←back to thread

Debian bookworm live images now reproducible

(lwn.net)
764 points bertman | 5 comments | 26 Mar 25 17:22 UTC | HN request time: 0.453s | source
Show context
c0l0 ◴[26 Mar 25 17:43 UTC] No.43484720[source]
I never really understood the hype around reproducible builds. It seems to mostly be a vehicle to enable tivoization[0] while keeping users sufficiently calm. With reproducible buiilds, a vendor can prove to users that they did build $binary from $someopensourceproject, and then digitally sign the result so that it - and only it - would load and execute on the vendor-provided and/or vendor-controlled platform. But that still kills effective software freedom as long as I, the user, cannot do the same thing with my own build (whether it is unmodified or not) of $someopensourceproject.

Therefore, I side with Tavis Ormandy on this debate: https://web.archive.org/web/20210616083816/https://blog.cmpx...

[0]: https://en.wikipedia.org/wiki/Tivoization

replies(12): >>43484745 #>>43484754 #>>43484942 #>>43485078 #>>43485108 #>>43485155 #>>43485403 #>>43485551 #>>43485635 #>>43486702 #>>43487034 #>>43492779 #
klysm ◴[26 Mar 25 17:45 UTC] No.43484745[source]
One of the big advantages from my perspective is you can cache a lot more effectively throughout the build process when things are deterministic.
replies(1): >>43484849 #
1. c0l0 ◴[26 Mar 25 17:54 UTC] No.43484849[source]
To achieve that it is enough to hash inputs, and cache resulting outputs. Repeating a build from scratch with an emtpy cache would not necessarily have to yield the same hashes all they way down to the last artifact, but that's actually a simplification of the whole process, and not a bad thing per se.
replies(2): >>43485374 #>>43486011 #
2. mschuster91 ◴[26 Mar 25 18:38 UTC] No.43485374[source]
> To achieve that it is enough to hash inputs, and cache resulting outputs.

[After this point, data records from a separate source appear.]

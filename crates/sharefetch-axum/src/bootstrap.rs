//! Server bootstrap - the composition root.
//!
//! This module is the ONLY place where the engine is wired to its concrete
//! adapters: the reqwest origin client and the tracing event listener.

use std::net::SocketAddr;
use std::sync::Arc;

use anyhow::{Context, Result, bail};
use tokio::net::TcpListener;
use tokio_util::sync::CancellationToken;
use tracing::info;
use url::Url;

use sharefetch_core::{OriginFetcher, ShareEventListener, ShareSettings};
use sharefetch_download::ShareDownloader;

use crate::listener::TracingEventListener;
use crate::origin::ReqwestOrigin;
use crate::routes::create_router;
use crate::sink::DEFAULT_BODY_BUFFER;

/// Server configuration for the Axum adapter.
#[derive(Debug, Clone)]
pub struct ServerConfig {
    /// Address the HTTP server binds to.
    pub bind: SocketAddr,
    /// Origin every request path is resolved against.
    pub origin_base: String,
    /// Body chunks buffered per response.
    pub body_buffer: usize,
    /// Engine settings.
    pub settings: ShareSettings,
}

impl ServerConfig {
    /// Config with default settings for `origin_base`.
    pub fn new(origin_base: impl Into<String>) -> Self {
        Self {
            bind: SocketAddr::from(([0, 0, 0, 0], 8080)),
            origin_base: origin_base.into(),
            body_buffer: DEFAULT_BODY_BUFFER,
            settings: ShareSettings::default(),
        }
    }
}

/// Application context for the Axum adapter.
pub struct AxumContext {
    /// The download engine.
    pub downloader: ShareDownloader,
    /// Origin base without a trailing slash.
    pub origin_base: String,
    /// Body chunks buffered per response.
    pub body_buffer: usize,
}

impl AxumContext {
    /// Wrap an already built engine.
    pub fn new(downloader: ShareDownloader, origin_base: &str, body_buffer: usize) -> Self {
        Self {
            downloader,
            origin_base: origin_base.trim_end_matches('/').to_string(),
            body_buffer,
        }
    }

    /// Origin URL for an incoming request path and query.
    pub fn origin_url(&self, path_and_query: &str) -> String {
        format!("{}{path_and_query}", self.origin_base)
    }
}

fn check_origin_base(origin_base: &str) -> Result<()> {
    let url = Url::parse(origin_base).with_context(|| format!("invalid origin {origin_base}"))?;
    if !matches!(url.scheme(), "http" | "https") {
        bail!("origin must be http or https, got {}", url.scheme());
    }
    if url.query().is_some() {
        bail!("origin must not carry a query string");
    }
    Ok(())
}

/// Build the engine and its adapters. Must run inside a tokio runtime.
pub fn bootstrap(config: &ServerConfig) -> Result<AxumContext> {
    check_origin_base(&config.origin_base)?;

    let fetcher: Arc<dyn OriginFetcher> =
        Arc::new(ReqwestOrigin::new().context("failed to build origin client")?);
    let listener: Arc<dyn ShareEventListener> = Arc::new(TracingEventListener::new());
    let downloader = ShareDownloader::new(config.settings.clone(), fetcher, listener)?;

    info!(
        origin = %config.origin_base,
        store_root = %config.settings.store_root.display(),
        "Bootstrap complete"
    );
    Ok(AxumContext::new(
        downloader,
        &config.origin_base,
        config.body_buffer,
    ))
}

/// Run the server until `shutdown` is cancelled, then drain the engine.
pub async fn start_server(config: ServerConfig, shutdown: CancellationToken) -> Result<()> {
    let ctx = Arc::new(bootstrap(&config)?);
    let app = create_router(Arc::clone(&ctx));

    let listener = TcpListener::bind(config.bind)
        .await
        .with_context(|| format!("failed to bind {}", config.bind))?;
    info!("sharefetch listening on http://{}", listener.local_addr()?);

    // Cancelling the engine ends in-flight transfers, which lets graceful shutdown finish
    let serve = async {
        let result = axum::serve(listener, app)
            .with_graceful_shutdown(shutdown.clone().cancelled_owned())
            .await;
        shutdown.cancel();
        result
    };
    let drain = async {
        shutdown.cancelled().await;
        ctx.downloader.shutdown().await;
    };
    let (served, ()) = tokio::join!(serve, drain);
    served?;

    info!("sharefetch stopped");
    Ok(())
}
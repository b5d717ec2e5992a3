//! Share event listener port.
//!
//! Listeners receive every [`ShareEvent`] through a single callback and
//! switch on [`ShareEvent::kind`]. The engine dispatches events from a
//! background task, so a slow listener never stalls a download, but a
//! listener that blocks still delays the events queued behind it.
//!
//! [`ShareEvent::kind`]: crate::events::ShareEvent::kind

use crate::events::ShareEvent;

/// Port for observing downloads.
pub trait ShareEventListener: Send + Sync {
    /// Handle one event.
    fn on_event(&self, event: &ShareEvent);
}

/// A listener that discards all events.
#[derive(Debug, Clone, Copy, Default)]
pub struct NoopListener;

impl NoopListener {
    /// Create a new no-op listener.
    #[must_use]
    pub const fn new() -> Self {
        Self
    }
}

impl ShareEventListener for NoopListener {
    fn on_event(&self, _event: &ShareEvent) {
        // Intentionally do nothing
    }
}
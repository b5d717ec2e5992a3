//! Axum-specific error types and mappings.

use axum::http::header::{HeaderName, HeaderValue};
use axum::http::StatusCode;
use axum::response::{IntoResponse, Response};
use serde::Serialize;
use thiserror::Error;

use sharefetch_core::ports::CORS_HEADERS;

/// Axum-specific error type.
#[derive(Debug, Error)]
pub enum HttpError {
    /// Bad request (invalid resource URL).
    #[error("Bad request: {0}")]
    BadRequest(String),

    /// Only `GET` and `HEAD` are served.
    #[error("Method not allowed: {0}")]
    MethodNotAllowed(String),

    /// The engine is shutting down.
    #[error("Service unavailable: {0}")]
    ServiceUnavailable(String),

    /// The download never produced a response for this client.
    #[error("Gateway timeout: {0}")]
    GatewayTimeout(String),

    /// A status relayed from the origin or the engine.
    #[error("{message}")]
    Relayed { status: StatusCode, message: String },

    /// Internal server error.
    #[error("Internal error: {0}")]
    Internal(String),
}

impl HttpError {
    /// Map an engine `send_error` status onto a variant.
    pub fn from_status(status: u16, message: String) -> Self {
        match status {
            400 => Self::BadRequest(message),
            503 => Self::ServiceUnavailable(message),
            500 => Self::Internal(message),
            other => Self::Relayed {
                status: StatusCode::from_u16(other).unwrap_or(StatusCode::BAD_GATEWAY),
                message,
            },
        }
    }

    /// HTTP status for this error.
    pub const fn status(&self) -> StatusCode {
        match self {
            Self::BadRequest(_) => StatusCode::BAD_REQUEST,
            Self::MethodNotAllowed(_) => StatusCode::METHOD_NOT_ALLOWED,
            Self::ServiceUnavailable(_) => StatusCode::SERVICE_UNAVAILABLE,
            Self::GatewayTimeout(_) => StatusCode::GATEWAY_TIMEOUT,
            Self::Relayed { status, .. } => *status,
            Self::Internal(_) => StatusCode::INTERNAL_SERVER_ERROR,
        }
    }
}

/// JSON error response body.
#[derive(Serialize)]
struct ErrorBody {
    error: String,
    status: u16,
}

impl IntoResponse for HttpError {
    fn into_response(self) -> Response {
        let status = self.status();
        let message = match self {
            Self::Relayed { message, .. } => message,
            other => other.to_string(),
        };
        let body = ErrorBody {
            error: message,
            status: status.as_u16(),
        };

        let mut response = (status, axum::Json(body)).into_response();
        for (name, value) in CORS_HEADERS {
            if let (Ok(name), Ok(value)) = (
                HeaderName::from_bytes(name.as_bytes()),
                HeaderValue::from_str(value),
            ) {
                response.headers_mut().insert(name, value);
            }
        }
        response
    }
}
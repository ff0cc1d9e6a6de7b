use criterion::{black_box, criterion_group, criterion_main, Criterion};
use downbooru::{DuplicateFilter, Post, Rating, SearchRequest};
use image::{DynamicImage, ImageFormat, Rgb, RgbImage};
use std::io::Cursor;

const TAGS: [&str; 8] = [
    "Deep Rock Galactic",
    "dwarf",
    "beard",
    "pickaxe",
    "Glyphid",
    "cave",
    "helmet lamp",
    "-furry",
];

fn seed_image(size: u32) -> Vec<u8> {
    let img = RgbImage::from_fn(size, size, |x, y| {
        Rgb([(x % 256) as u8, (y % 256) as u8, ((x ^ y) % 256) as u8])
    });
    let mut buf = Cursor::new(Vec::new());
    DynamicImage::ImageRgb8(img)
        .write_to(&mut buf, ImageFormat::Png)
        .unwrap();
    buf.into_inner()
}

fn fingerprint_benchmark(c: &mut Criterion) {
    let filter = DuplicateFilter::new();
    let small = seed_image(256);
    let large = seed_image(1536);

    c.bench_function("fingerprint 256px png", |b| {
        b.iter(|| filter.fingerprint_bytes(black_box(&small)).unwrap())
    });

    c.bench_function("fingerprint 1536px png", |b| {
        b.iter(|| filter.fingerprint_bytes(black_box(&large)).unwrap())
    });
}

fn query_benchmark(c: &mut Criterion) {
    c.bench_function("build page query", |b| {
        b.iter(|| {
            SearchRequest::new(black_box(&TAGS), Rating::Questionable)
                .page_size(1000)
                .page(black_box(12))
                .to_url(downbooru::config::DEFAULT_API_URL, None)
        })
    });

    c.bench_function("map post extension", |b| {
        b.iter(|| {
            Post::new(
                black_box(123456),
                "",
                black_box("https://img3.gelbooru.com/images/ab/cd/abcdef0123456789.jpeg"),
            )
        })
    });
}

criterion_group!(benches, fingerprint_benchmark, query_benchmark);
criterion_main!(benches);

Thing is, inputs can be nondeterministic too - some programs (used to) embed the current git commit hash into the final binary so that a `./foo --version` gives a quick and easy way for bug triage to check if the user isn't using a version from years ago.

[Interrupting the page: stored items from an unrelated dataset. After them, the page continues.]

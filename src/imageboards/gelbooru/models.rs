use serde::Deserialize;

use crate::Post;

#[derive(Deserialize, Debug)]
pub struct GelbooruTopLevel {
    /// Missing entirely when a search has no results.
    pub post: Option<Vec<GelbooruPost>>,
}

#[derive(Deserialize, Debug)]
pub struct GelbooruPost {
    pub id: u64,
    pub source: Option<String>,
    pub file_url: Option<String>,
}

impl GelbooruPost {
    pub fn into_post(self) -> Option<Post> {
        let file_url = self.file_url.filter(|u| !u.is_empty())?;
        Some(Post::new(self.id, self.source.unwrap_or_default(), file_url))
    }
}
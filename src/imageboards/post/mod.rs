//! Main representation of a imageboard post
//!
//! # Post
//! A [`Post` struct](Post) is the part of a Gelbooru post record the downloader needs to fetch,
//! name and account for a single image.
use std::{
    fmt::Debug,
    path::{Path, PathBuf},
};

use crate::extract_ext_from_url;

pub mod error;

/// Catchall model for the necessary parts of the imageboard post to properly identify, download and save it.
#[derive(Clone, Eq)]
pub struct Post {
    /// ID number of the post given by the imageboard
    pub id: u64,
    /// Where the artwork was originally posted, as reported by the uploader. Can be empty.
    pub source_url: String,
    /// Direct URL of the original image file located inside the imageboard's server
    pub file_url: String,
    /// File extension, taken from the last dot of the last path segment of `file_url`.
    pub extension: String,
}

impl Debug for Post {
    fn fmt(&self, f: &mut std::fmt::Formatter<'_>) -> std::fmt::Result {
        f.debug_struct("Post")
            .field("Post ID", &self.id)
            .field("Source", &self.source_url)
            .field("Download URL", &self.file_url)
            .field("File Extension", &self.extension)
            .finish()
    }
}

impl PartialEq for Post {
    fn eq(&self, other: &Self) -> bool {
        self.id == other.id
    }
}

impl Post {
    pub fn new(id: u64, source_url: impl Into<String>, file_url: impl Into<String>) -> Self {
        let file_url = file_url.into();
        let extension = extract_ext_from_url!(file_url);
        Self {
            id,
            source_url: source_url.into(),
            file_url,
            extension,
        }
    }

    /// Get the final file name of the post for saving.
    #[inline]
    pub fn file_name(&self) -> String {
        format!("{}.{}", self.id, self.extension)
    }

    #[inline]
    pub fn target_path(&self, output_dir: &Path) -> PathBuf {
        output_dir.join(self.file_name())
    }
}

#[cfg(test)]
mod tests {
    use super::Post;
    use std::path::Path;

    #[test]
    fn extension_comes_from_last_segment() {
        let post = Post::new(
            7,
            "",
            "https://img3.gelbooru.com/images/ab/cd/abcd1234.jpeg",
        );
        assert_eq!(post.extension, "jpeg");
        assert_eq!(post.file_name(), "7.jpeg");
    }

    #[test]
    fn dots_in_directories_are_ignored() {
        let post = Post::new(1, "", "https://cdn.example.v2/images/file.png");
        assert_eq!(post.extension, "png");

        let post = Post::new(2, "", "https://cdn.example.v2/images/noext");
        assert_eq!(post.extension, "noext");
    }

    #[test]
    fn target_path_joins_output_dir() {
        let post = Post::new(42, "src", "https://x/y/z.gif");
        assert_eq!(
            post.target_path(Path::new("img/tag")),
            Path::new("img/tag/42.gif")
        );
    }
}
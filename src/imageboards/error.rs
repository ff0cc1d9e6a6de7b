use thiserror::Error;

/// Failures while asking the imageboard for a page of posts.
///
/// An empty result set is *not* an error: it is an empty page.
#[derive(Error, Debug)]
pub enum SourceError {
    #[error("Connection Error: {0}")]
    ConnectionError(#[from] reqwest::Error),

    #[error("Imageboard returned status {status}")]
    BadStatus { status: u16 },

    #[error("Error while deserializing JSON: {0}")]
    JsonDecode(#[from] serde_json::Error),

    #[error("Imageboard returned an invalid response")]
    InvalidServerResponse,
}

replies(2): >>43485507 #>>43486399 #
3. layer8 ◴[26 Mar 25 18:50 UTC] No.43485507[source]
This is only a problem if those nondeterministic inputs are actually included in the hash. This is often not the case, because the values are included implicitly in the build rather than explicitly.

(Just playing devil’s advocate here.)

4. klysm ◴[26 Mar 25 19:25 UTC] No.43486011[source]
Outputs are used as inputs later. If everything is deterministic, you can actually cache everything by hash
5. telotortium ◴[26 Mar 25 19:52 UTC] No.43486399[source]
Adding the Git hash is reproducible, assuming you build from a clean tree (which the build script can check). Embedding the current date and time is the canonical cause of non-reproducibility, but that can be worked around in most cases by embedding the commit and/or author date of the commit instead.